_WORK INSTRUCTIONS_: When the line containing "pub const WELCOME_MESSAGE: &str" is found in the data below, copy it and each line after it through the line containing "by the answer.", exactly and with no others.

(Extracted records)

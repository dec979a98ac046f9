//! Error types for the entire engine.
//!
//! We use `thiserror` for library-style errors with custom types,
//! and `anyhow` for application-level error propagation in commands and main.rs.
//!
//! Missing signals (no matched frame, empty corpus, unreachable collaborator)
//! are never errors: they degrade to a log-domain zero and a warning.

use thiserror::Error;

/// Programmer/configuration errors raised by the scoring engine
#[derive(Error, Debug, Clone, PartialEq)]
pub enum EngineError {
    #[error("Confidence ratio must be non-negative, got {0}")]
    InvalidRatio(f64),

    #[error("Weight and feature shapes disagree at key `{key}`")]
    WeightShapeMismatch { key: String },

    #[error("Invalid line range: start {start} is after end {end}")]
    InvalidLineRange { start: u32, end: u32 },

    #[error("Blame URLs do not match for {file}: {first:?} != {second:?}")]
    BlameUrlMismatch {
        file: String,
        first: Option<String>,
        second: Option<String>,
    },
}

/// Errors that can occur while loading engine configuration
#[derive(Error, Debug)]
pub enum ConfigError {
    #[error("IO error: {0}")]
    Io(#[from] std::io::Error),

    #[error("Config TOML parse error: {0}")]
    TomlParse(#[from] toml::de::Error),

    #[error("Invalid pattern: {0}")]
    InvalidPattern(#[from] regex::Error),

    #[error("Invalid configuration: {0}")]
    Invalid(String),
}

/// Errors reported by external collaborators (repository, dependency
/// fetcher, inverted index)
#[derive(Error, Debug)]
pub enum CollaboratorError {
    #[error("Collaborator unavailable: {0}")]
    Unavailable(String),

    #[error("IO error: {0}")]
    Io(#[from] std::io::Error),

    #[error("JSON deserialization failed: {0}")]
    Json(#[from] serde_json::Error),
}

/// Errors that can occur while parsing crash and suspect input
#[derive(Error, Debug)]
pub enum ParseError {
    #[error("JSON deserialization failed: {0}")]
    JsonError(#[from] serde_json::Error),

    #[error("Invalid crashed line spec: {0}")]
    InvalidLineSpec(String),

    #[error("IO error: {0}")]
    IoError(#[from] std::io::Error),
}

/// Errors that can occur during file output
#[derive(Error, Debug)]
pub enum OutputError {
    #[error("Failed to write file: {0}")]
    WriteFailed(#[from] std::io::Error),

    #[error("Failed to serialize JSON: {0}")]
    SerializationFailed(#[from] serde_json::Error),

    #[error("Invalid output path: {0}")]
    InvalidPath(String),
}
--
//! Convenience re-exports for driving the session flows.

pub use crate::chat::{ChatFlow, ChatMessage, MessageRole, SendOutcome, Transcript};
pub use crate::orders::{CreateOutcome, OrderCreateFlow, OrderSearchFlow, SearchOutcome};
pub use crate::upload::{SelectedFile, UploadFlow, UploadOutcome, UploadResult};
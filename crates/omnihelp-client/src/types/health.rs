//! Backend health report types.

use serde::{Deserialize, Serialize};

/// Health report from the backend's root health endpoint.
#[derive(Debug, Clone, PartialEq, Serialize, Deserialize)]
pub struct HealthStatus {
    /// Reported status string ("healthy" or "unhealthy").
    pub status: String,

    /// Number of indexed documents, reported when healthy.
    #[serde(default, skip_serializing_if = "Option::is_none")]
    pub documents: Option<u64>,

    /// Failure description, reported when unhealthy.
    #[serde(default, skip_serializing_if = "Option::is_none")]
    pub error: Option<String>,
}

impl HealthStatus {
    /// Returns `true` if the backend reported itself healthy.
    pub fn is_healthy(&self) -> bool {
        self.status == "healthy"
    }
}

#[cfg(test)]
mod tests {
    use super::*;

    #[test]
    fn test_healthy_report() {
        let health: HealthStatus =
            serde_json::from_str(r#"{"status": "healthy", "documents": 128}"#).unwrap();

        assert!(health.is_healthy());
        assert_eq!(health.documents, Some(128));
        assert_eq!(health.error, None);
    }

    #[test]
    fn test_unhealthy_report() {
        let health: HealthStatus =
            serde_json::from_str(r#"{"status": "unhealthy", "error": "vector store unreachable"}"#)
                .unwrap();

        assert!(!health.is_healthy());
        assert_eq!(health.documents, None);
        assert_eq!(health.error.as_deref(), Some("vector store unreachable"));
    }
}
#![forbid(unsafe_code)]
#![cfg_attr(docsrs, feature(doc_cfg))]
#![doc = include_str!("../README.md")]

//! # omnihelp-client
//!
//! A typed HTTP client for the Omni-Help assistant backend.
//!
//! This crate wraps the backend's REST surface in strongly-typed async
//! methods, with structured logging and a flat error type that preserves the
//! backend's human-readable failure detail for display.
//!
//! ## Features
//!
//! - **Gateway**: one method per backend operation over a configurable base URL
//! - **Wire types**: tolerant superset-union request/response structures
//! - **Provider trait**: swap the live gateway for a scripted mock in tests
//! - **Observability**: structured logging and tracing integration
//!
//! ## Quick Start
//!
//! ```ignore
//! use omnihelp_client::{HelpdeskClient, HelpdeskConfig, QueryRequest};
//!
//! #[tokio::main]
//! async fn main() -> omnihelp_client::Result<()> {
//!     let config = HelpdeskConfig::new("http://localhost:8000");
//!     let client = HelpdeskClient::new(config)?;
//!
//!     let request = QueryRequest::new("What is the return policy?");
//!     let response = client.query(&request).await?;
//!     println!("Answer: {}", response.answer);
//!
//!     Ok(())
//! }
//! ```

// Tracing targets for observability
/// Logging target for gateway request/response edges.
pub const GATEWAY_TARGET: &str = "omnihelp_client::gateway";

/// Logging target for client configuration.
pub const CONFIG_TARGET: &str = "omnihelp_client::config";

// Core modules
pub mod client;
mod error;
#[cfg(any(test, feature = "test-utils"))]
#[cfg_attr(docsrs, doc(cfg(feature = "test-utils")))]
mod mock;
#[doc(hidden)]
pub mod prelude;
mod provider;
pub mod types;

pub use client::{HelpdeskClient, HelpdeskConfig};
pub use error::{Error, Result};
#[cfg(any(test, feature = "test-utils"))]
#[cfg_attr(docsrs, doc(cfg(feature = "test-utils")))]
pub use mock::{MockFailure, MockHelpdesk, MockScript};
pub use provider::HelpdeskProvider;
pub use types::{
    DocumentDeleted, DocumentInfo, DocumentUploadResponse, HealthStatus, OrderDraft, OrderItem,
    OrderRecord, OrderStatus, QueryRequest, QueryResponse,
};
--
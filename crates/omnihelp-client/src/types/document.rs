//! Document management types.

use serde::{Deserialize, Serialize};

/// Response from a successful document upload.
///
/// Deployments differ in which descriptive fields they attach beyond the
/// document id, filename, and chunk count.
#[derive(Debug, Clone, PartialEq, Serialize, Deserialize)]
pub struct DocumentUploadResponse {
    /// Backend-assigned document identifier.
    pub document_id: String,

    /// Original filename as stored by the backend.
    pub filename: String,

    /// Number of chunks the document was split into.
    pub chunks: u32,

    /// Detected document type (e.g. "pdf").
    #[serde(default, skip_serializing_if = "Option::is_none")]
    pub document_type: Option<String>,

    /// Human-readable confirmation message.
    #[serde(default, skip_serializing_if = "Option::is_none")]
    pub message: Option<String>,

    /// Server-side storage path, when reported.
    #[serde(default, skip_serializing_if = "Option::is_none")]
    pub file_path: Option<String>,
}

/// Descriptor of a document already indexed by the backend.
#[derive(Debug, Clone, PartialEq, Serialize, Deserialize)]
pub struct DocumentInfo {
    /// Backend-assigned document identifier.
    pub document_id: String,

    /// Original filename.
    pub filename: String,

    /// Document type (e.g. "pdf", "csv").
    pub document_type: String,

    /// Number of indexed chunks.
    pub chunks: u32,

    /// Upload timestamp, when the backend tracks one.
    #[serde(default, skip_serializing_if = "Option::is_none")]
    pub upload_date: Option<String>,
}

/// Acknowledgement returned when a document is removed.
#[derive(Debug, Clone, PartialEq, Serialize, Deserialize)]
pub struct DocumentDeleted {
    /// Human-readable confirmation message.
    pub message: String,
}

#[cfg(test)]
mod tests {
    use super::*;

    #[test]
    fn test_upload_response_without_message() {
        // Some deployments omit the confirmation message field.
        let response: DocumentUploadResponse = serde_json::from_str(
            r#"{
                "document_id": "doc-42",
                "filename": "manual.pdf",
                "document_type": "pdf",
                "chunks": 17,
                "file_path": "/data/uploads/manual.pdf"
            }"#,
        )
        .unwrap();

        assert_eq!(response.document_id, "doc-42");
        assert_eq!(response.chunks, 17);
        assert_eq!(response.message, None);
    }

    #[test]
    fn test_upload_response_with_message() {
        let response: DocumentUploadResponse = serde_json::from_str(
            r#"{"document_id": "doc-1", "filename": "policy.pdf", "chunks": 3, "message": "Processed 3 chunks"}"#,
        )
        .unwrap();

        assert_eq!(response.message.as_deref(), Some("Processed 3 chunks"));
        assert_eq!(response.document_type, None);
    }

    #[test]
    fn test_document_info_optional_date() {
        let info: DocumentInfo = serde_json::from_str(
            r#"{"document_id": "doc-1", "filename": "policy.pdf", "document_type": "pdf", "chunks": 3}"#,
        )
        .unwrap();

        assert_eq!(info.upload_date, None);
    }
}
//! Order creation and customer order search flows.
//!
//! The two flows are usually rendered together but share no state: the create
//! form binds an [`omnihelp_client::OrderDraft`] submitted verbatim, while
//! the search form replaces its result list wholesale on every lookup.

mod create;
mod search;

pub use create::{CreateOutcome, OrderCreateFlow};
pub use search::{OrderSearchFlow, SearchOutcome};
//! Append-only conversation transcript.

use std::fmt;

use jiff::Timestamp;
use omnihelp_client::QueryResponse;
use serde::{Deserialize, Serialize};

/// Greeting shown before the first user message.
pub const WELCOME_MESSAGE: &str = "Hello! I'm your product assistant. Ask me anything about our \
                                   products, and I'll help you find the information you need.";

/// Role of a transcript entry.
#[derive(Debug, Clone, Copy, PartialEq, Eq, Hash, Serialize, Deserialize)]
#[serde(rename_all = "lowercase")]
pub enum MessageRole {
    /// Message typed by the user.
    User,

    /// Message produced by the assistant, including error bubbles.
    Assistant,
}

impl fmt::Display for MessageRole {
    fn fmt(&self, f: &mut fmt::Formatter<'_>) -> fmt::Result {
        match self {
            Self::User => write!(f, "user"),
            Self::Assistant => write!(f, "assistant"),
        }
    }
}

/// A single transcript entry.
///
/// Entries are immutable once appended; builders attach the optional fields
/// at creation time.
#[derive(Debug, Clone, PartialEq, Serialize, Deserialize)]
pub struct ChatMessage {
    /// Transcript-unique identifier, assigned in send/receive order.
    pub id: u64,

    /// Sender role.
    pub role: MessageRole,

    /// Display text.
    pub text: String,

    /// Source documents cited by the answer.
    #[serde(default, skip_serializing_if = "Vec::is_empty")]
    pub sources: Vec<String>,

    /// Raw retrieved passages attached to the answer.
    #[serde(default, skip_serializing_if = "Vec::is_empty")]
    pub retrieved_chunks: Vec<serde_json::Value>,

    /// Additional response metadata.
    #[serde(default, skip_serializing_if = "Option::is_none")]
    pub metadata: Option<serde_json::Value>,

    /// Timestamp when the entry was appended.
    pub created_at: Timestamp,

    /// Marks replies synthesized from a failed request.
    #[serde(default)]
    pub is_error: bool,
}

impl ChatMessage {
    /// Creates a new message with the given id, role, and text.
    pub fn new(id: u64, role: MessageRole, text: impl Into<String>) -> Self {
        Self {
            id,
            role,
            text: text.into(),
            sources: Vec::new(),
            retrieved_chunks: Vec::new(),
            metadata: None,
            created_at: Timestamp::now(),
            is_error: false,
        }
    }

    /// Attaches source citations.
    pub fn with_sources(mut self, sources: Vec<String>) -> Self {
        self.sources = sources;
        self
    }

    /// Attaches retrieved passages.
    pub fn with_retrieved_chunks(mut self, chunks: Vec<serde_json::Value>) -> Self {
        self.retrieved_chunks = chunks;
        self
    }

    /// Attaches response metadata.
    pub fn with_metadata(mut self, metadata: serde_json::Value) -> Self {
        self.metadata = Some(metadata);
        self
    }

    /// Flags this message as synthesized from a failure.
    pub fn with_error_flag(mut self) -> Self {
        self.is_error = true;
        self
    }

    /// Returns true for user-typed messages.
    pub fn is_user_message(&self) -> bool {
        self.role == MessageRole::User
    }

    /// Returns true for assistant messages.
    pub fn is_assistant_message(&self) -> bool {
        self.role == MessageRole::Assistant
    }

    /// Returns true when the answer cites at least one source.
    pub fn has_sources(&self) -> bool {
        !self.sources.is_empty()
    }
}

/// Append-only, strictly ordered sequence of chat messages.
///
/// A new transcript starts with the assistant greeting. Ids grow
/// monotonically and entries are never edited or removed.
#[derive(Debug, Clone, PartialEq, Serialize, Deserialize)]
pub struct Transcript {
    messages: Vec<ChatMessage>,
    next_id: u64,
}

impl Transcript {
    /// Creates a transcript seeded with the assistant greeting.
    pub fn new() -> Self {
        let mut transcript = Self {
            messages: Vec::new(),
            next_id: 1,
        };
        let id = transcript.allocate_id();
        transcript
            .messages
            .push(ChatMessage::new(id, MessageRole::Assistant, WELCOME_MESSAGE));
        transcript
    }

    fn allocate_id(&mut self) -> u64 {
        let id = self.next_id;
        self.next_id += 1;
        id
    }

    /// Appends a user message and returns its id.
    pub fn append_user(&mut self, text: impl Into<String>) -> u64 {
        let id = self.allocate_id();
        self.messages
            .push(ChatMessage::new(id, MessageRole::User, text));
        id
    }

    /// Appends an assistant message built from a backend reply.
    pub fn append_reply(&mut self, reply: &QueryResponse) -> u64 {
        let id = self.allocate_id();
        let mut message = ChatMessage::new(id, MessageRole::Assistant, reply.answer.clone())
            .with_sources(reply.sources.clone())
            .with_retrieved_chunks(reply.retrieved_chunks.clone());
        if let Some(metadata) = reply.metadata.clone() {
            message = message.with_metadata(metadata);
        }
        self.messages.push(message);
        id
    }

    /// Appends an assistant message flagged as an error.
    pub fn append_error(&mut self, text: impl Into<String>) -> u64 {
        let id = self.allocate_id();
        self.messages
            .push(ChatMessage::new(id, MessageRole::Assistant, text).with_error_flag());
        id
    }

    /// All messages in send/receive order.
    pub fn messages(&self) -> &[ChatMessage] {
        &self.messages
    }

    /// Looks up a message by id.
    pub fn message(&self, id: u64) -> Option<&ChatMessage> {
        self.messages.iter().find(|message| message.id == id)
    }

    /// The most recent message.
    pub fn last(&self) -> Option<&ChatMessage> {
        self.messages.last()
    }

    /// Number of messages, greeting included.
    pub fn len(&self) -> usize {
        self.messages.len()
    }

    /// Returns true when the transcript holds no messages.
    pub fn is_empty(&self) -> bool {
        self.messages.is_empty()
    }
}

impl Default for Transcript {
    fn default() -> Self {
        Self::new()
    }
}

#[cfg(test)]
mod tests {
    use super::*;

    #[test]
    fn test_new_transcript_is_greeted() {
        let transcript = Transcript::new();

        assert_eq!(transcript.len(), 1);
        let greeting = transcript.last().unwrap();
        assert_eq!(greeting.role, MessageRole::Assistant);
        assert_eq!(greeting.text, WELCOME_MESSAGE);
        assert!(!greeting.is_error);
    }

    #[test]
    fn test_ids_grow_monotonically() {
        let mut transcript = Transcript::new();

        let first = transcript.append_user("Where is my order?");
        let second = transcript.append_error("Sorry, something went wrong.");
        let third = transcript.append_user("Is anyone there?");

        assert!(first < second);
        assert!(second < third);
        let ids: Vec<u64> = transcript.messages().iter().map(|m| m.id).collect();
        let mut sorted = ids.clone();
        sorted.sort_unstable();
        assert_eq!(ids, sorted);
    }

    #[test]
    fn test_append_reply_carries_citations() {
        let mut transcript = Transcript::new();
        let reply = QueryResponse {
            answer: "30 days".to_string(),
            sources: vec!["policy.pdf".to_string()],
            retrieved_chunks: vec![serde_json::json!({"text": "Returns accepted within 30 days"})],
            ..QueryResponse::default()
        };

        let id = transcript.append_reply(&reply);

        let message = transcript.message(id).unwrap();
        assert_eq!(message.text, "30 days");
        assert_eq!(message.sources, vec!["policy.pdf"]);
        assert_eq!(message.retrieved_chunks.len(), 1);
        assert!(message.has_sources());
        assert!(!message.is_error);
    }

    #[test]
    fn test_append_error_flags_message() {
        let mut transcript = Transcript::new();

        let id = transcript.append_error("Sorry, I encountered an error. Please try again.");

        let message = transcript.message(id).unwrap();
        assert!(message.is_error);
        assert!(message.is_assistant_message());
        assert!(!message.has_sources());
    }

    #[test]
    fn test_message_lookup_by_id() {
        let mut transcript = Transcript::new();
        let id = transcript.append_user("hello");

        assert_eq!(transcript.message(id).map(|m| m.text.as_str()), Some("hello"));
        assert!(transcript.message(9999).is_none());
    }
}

_THE COMPLETED TASK_:
pub const WELCOME_MESSAGE: &str = "Hello! I'm your product assistant. Ask me anything about our \
                                   products, and I'll help you find the information you need.";

/// Role of a transcript entry.
#[derive(Debug, Clone, Copy, PartialEq, Eq, Hash, Serialize, Deserialize)]
#[serde(rename_all = "lowercase")]
pub enum MessageRole {
    /// Message typed by the user.
    User,

    /// Message produced by the assistant, including error bubbles.
    Assistant,
}

impl fmt::Display for MessageRole {
    fn fmt(&self, f: &mut fmt::Formatter<'_>) -> fmt::Result {
        match self {
            Self::User => write!(f, "user"),
            Self::Assistant => write!(f, "assistant"),
        }
    }
}

/// A single transcript entry.
///
/// Entries are immutable once appended; builders attach the optional fields
/// at creation time.
#[derive(Debug, Clone, PartialEq, Serialize, Deserialize)]
pub struct ChatMessage {
    /// Transcript-unique identifier, assigned in send/receive order.
    pub id: u64,

    /// Sender role.
    pub role: MessageRole,

    /// Display text.
    pub text: String,

    /// Source documents cited by the answer.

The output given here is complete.